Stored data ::
_ _ _

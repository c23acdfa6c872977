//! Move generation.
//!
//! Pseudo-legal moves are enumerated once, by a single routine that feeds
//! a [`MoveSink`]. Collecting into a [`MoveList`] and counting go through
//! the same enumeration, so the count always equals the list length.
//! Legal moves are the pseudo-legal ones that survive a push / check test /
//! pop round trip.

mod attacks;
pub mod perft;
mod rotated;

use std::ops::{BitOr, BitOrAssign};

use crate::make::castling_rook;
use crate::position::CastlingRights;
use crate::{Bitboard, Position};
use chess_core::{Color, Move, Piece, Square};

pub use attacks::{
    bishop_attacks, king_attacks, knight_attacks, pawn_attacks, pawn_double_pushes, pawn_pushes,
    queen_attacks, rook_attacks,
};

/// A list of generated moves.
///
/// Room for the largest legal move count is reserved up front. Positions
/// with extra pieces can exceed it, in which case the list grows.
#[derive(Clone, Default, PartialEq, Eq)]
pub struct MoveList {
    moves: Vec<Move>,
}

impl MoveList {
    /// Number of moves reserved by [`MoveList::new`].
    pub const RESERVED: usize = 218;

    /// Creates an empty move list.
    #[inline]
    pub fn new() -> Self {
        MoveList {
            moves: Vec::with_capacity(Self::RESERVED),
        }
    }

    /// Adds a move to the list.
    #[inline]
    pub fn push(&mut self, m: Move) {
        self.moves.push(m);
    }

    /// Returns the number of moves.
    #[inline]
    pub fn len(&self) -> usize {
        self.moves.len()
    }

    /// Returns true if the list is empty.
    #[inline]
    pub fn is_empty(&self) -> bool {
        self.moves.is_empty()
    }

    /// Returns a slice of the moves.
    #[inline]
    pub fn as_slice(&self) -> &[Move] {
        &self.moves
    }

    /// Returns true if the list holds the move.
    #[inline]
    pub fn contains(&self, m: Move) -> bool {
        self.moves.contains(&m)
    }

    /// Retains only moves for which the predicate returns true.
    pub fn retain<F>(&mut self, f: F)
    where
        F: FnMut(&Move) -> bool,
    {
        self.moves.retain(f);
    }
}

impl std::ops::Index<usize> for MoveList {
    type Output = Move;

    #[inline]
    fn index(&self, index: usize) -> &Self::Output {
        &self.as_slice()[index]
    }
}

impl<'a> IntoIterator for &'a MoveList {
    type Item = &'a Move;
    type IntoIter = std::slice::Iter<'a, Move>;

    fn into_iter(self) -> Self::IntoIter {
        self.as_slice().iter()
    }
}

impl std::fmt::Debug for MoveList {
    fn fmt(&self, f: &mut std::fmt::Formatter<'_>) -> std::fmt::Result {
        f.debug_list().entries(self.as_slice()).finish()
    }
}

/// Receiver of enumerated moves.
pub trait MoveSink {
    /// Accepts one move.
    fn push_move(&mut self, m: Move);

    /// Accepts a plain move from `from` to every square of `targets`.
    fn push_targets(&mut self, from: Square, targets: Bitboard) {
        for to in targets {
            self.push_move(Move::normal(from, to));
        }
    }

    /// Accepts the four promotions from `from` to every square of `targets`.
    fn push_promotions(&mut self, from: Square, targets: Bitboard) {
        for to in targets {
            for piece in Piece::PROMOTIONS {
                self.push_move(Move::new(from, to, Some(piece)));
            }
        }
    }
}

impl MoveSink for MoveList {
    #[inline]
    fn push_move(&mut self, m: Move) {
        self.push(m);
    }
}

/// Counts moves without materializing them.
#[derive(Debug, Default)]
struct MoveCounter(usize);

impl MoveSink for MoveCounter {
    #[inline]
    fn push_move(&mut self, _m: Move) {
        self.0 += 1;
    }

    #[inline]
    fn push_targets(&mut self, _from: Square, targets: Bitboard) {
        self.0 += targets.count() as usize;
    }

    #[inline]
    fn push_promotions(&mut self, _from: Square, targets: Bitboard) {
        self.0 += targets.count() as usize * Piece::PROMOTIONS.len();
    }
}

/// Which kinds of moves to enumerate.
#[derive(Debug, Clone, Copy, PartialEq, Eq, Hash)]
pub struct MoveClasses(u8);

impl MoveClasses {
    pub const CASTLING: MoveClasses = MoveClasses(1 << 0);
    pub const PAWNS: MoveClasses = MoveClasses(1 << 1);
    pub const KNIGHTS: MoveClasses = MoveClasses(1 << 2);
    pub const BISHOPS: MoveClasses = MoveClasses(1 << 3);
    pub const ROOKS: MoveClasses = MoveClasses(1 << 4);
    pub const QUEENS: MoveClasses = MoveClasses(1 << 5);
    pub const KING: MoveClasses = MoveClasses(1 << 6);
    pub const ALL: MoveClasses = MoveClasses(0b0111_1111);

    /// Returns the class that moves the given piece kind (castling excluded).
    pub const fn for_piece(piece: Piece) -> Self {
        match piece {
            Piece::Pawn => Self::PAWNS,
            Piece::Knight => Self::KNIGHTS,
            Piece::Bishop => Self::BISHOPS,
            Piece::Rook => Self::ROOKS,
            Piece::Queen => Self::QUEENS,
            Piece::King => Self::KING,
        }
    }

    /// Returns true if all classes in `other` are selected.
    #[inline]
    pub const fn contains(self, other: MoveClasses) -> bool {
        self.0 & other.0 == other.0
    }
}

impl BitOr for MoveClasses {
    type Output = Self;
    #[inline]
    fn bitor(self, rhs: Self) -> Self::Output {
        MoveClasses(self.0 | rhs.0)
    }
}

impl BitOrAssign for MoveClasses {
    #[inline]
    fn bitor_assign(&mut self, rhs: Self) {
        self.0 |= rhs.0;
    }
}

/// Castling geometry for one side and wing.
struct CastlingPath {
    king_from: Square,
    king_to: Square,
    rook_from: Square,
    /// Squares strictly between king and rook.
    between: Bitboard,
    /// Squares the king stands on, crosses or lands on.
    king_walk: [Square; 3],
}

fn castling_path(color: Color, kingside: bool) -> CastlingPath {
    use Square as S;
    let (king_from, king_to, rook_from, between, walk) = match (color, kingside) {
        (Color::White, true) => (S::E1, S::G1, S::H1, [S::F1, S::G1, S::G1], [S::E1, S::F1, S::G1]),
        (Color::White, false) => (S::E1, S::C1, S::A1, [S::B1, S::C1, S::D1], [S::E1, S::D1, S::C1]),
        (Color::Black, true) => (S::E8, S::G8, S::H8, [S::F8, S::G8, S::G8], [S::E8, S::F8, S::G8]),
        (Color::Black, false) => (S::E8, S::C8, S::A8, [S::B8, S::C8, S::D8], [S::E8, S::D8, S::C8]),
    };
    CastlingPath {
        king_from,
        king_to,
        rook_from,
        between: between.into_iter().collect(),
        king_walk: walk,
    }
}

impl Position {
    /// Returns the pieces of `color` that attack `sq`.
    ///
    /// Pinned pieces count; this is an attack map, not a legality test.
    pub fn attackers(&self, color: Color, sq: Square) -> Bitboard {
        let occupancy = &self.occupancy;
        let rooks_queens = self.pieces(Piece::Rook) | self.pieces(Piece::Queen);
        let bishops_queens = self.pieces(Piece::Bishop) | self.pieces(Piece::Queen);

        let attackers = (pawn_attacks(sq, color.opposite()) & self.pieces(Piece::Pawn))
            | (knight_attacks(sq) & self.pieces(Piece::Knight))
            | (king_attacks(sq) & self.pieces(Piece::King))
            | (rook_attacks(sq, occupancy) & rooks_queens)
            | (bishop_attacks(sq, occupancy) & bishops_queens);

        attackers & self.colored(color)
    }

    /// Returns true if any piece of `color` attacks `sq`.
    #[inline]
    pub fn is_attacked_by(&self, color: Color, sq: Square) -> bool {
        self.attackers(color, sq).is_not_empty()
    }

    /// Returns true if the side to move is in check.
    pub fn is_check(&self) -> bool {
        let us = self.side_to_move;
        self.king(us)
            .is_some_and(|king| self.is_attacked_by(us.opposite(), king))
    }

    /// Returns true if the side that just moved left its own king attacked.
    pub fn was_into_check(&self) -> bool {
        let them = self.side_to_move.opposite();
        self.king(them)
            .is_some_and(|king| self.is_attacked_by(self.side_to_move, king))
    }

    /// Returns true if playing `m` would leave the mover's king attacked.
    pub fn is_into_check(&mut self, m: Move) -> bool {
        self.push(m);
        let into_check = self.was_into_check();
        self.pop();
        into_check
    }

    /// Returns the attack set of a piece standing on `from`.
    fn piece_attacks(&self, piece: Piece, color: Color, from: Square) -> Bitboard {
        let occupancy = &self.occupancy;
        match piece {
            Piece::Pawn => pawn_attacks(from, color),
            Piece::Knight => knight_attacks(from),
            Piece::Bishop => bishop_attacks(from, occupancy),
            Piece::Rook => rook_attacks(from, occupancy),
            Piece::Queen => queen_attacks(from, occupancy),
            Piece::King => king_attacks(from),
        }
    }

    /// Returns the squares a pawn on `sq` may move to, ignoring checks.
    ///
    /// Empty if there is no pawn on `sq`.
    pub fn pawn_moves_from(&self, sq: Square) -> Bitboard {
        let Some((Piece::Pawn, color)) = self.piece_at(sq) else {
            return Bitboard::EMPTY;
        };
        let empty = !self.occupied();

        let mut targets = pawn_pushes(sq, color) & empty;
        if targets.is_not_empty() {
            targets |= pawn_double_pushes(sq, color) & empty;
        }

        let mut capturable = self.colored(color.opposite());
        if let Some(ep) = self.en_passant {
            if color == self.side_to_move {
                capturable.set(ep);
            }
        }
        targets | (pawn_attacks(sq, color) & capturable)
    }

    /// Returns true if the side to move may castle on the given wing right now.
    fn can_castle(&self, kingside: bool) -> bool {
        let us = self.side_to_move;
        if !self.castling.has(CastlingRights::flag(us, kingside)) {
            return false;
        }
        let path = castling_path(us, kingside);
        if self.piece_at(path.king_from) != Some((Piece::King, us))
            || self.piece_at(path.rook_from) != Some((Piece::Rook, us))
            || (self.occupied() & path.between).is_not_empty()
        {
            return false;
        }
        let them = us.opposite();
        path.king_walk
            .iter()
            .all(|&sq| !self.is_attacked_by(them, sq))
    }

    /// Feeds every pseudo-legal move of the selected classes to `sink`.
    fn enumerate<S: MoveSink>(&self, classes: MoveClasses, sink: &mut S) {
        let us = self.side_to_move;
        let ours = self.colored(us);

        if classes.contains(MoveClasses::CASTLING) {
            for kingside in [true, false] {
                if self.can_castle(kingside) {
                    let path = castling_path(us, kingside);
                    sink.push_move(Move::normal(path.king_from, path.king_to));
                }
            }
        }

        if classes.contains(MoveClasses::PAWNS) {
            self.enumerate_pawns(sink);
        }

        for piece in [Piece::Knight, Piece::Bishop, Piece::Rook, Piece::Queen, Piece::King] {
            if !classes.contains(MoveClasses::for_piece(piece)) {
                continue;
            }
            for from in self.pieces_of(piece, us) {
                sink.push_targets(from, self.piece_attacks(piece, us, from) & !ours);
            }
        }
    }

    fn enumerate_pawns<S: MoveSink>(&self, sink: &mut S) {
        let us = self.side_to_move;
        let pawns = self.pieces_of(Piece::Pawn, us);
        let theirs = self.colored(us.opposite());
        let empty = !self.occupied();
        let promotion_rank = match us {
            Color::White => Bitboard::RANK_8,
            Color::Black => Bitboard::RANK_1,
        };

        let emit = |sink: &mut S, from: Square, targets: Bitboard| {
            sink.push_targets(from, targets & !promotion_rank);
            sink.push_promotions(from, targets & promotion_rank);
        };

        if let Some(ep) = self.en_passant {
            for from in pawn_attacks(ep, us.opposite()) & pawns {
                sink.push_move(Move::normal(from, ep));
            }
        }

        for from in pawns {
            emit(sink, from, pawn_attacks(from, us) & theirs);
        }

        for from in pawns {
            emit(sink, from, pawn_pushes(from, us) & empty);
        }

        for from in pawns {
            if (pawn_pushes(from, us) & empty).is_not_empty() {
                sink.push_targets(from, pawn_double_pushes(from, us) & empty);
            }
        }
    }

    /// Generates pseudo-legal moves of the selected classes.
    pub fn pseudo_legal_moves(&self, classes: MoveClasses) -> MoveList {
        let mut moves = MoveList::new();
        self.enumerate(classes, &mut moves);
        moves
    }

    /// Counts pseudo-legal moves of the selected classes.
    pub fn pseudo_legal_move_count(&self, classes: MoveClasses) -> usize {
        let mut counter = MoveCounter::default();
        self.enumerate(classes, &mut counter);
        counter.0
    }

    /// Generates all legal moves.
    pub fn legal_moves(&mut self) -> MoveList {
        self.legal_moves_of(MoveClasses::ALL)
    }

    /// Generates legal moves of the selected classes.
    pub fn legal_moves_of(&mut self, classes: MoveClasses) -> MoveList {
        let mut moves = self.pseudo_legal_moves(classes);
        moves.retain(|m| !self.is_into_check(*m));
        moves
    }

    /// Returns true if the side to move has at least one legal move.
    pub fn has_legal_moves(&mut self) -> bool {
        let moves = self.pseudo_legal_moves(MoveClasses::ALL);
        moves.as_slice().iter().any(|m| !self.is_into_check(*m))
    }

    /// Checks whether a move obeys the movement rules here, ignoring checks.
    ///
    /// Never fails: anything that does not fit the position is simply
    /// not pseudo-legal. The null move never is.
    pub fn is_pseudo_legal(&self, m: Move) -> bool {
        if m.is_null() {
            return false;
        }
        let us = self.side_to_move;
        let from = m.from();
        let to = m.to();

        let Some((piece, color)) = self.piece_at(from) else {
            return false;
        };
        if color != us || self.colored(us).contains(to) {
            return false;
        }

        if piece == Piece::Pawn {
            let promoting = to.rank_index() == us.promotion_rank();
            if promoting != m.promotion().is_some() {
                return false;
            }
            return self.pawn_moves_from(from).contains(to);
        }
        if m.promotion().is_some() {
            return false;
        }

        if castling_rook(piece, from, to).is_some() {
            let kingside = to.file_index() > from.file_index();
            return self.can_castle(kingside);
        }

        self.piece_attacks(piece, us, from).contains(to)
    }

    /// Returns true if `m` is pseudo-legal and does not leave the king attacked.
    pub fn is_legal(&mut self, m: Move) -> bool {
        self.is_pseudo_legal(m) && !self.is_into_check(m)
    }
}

_ _ _

Task details ::
Look over the records above, and wherever a line contains the string "occupancy", copy that line.

Answer to the exercise ::
        let occupancy = &self.occupancy;
            | (rook_attacks(sq, occupancy) & rooks_queens)
            | (bishop_attacks(sq, occupancy) & bishops_queens);
        let occupancy = &self.occupancy;
            Piece::Bishop => bishop_attacks(from, occupancy),
            Piece::Rook => rook_attacks(from, occupancy),
            Piece::Queen => queen_attacks(from, occupancy),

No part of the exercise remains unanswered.